▶ ASSIGNED TASK: Please work out how many lines include the word "world" in the entries, and reply with only the count.

▶ EXERCISE MATERIAL:
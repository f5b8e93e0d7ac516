use crate::error::{GitshuError, Result};
use base64::engine::general_purpose::STANDARD;
use base64::Engine;
use futures_util::StreamExt;
use indicatif::{ProgressBar, ProgressStyle};
use reqwest::Client;
use sha2::{Digest, Sha256, Sha512};
use std::path::Path;
use std::time::Duration;
use tokio::fs::File;
use tokio::io::{AsyncReadExt, AsyncWriteExt};

pub struct Downloader {
    client: Client,
}

impl Downloader {
    pub fn new(timeout: Duration) -> Result<Self> {
        let client = Client::builder()
            .user_agent(concat!(
                env!("CARGO_PKG_NAME"),
                "/",
                env!("CARGO_PKG_VERSION")
            ))
            .timeout(timeout)
            .build()?;

        Ok(Self { client })
    }

    pub fn client(&self) -> &Client {
        &self.client
    }

    /// Download a file with progress indication
    pub async fn download_with_progress<P: AsRef<Path>>(&self, url: &str, dest: P) -> Result<()> {
        let response = self
            .client
            .get(url)
            .send()
            .await
            .map_err(|e| GitshuError::DownloadFailed {
                url: url.to_string(),
                source: e,
            })?;

        if !response.status().is_success() {
            return Err(GitshuError::RegistryStatus {
                url: url.to_string(),
                status: response.status().as_u16(),
            });
        }

        let total_size = response.content_length().unwrap_or(0);

        let pb = ProgressBar::new(total_size);
        if let Ok(style) = ProgressStyle::default_bar()
            .template("{msg}\n{spinner:.green} [{elapsed_precise}] [{wide_bar:.cyan/blue}] {bytes}/{total_bytes} ({eta})")
        {
            pb.set_style(style.progress_chars("#>-"));
        }
        pb.set_message(format!(
            "Downloading {}",
            url.rsplit('/').next().unwrap_or("package")
        ));

        // Write next to the destination and rename once complete
        let dest = dest.as_ref();
        let partial = dest.with_extension("part");
        let mut file = File::create(&partial).await?;
        let mut downloaded: u64 = 0;
        let mut stream = response.bytes_stream();

        while let Some(chunk) = stream.next().await {
            let chunk = chunk.map_err(|e| GitshuError::DownloadFailed {
                url: url.to_string(),
                source: e,
            })?;
            file.write_all(&chunk).await?;
            downloaded += chunk.len() as u64;
            pb.set_position(downloaded);
        }
        file.flush().await?;
        drop(file);
        tokio::fs::rename(&partial, dest).await?;

        pb.finish_with_message("Download complete");
        Ok(())
    }

    /// Verify a file against an npm/SRI integrity string (`sha512-<base64>`)
    pub async fn verify_integrity<P: AsRef<Path>>(path: P, integrity: &str) -> Result<bool> {
        let (algorithm, expected) = match integrity.trim().split_once('-') {
            Some(parts) => parts,
            None => return Ok(false),
        };
        let expected = match STANDARD.decode(expected) {
            Ok(bytes) => bytes,
            Err(_) => return Ok(false),
        };

        let computed = match algorithm {
            "sha512" => Self::digest::<Sha512>(path.as_ref()).await?,
            "sha256" => Self::digest::<Sha256>(path.as_ref()).await?,
            _ => return Ok(false),
        };

        Ok(computed == expected)
    }

    async fn digest<D: Digest>(path: &Path) -> Result<Vec<u8>> {
        let mut file = File::open(path).await?;
        let mut hasher = D::new();
        let mut buffer = vec![0; 8192];

        loop {
            let bytes_read = file.read(&mut buffer).await?;
            if bytes_read == 0 {
                break;
            }
            hasher.update(&buffer[..bytes_read]);
        }

        Ok(hasher.finalize().to_vec())
    }
}

#[cfg(test)]
mod tests {
    use super::*;
    use tempfile::NamedTempFile;

    #[tokio::test]
    async fn test_verify_integrity() {
        let temp_file = NamedTempFile::new().unwrap();
        tokio::fs::write(temp_file.path(), b"hello world")
            .await
            .unwrap();

        let sha256 = format!("sha256-{}", STANDARD.encode(Sha256::digest(b"hello world")));
        let sha512 = format!("sha512-{}", STANDARD.encode(Sha512::digest(b"hello world")));

        assert!(Downloader::verify_integrity(temp_file.path(), &sha256).await.unwrap());
        assert!(Downloader::verify_integrity(temp_file.path(), &sha512).await.unwrap());
        assert!(!Downloader::verify_integrity(temp_file.path(), "sha512-AAAA").await.unwrap());
        assert!(!Downloader::verify_integrity(temp_file.path(), "md5-AAAA").await.unwrap());
    }

    #[tokio::test]
    async fn test_download_with_progress() {
        let mut server = mockito::Server::new_async().await;
        let mock = server
            .mock("GET", "/gitshu-3.2.1.tgz")
            .with_status(200)
            .with_body("tarball")
            .create_async()
            .await;

        let temp_dir = tempfile::TempDir::new().unwrap();
        let dest = temp_dir.path().join("gitshu-3.2.1.tgz");
        let downloader = Downloader::new(Duration::from_secs(5)).unwrap();
        downloader
            .download_with_progress(&format!("{}/gitshu-3.2.1.tgz", server.url()), &dest)
            .await
            .unwrap();

        mock.assert_async().await;
        assert_eq!(std::fs::read(&dest).unwrap(), b"tarball");
    }

    #[tokio::test]
    async fn test_download_reports_http_status() {
        let mut server = mockito::Server::new_async().await;
        server
            .mock("GET", "/missing.tgz")
            .with_status(404)
            .create_async()
            .await;

        let temp_dir = tempfile::TempDir::new().unwrap();
        let downloader = Downloader::new(Duration::from_secs(5)).unwrap();
        let err = downloader
            .download_with_progress(
                &format!("{}/missing.tgz", server.url()),
                temp_dir.path().join("missing.tgz"),
            )
            .await
            .unwrap_err();

        assert!(matches!(err, GitshuError::RegistryStatus { status: 404, .. }));
    }
}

▶ SOLVED EXERCISE: 3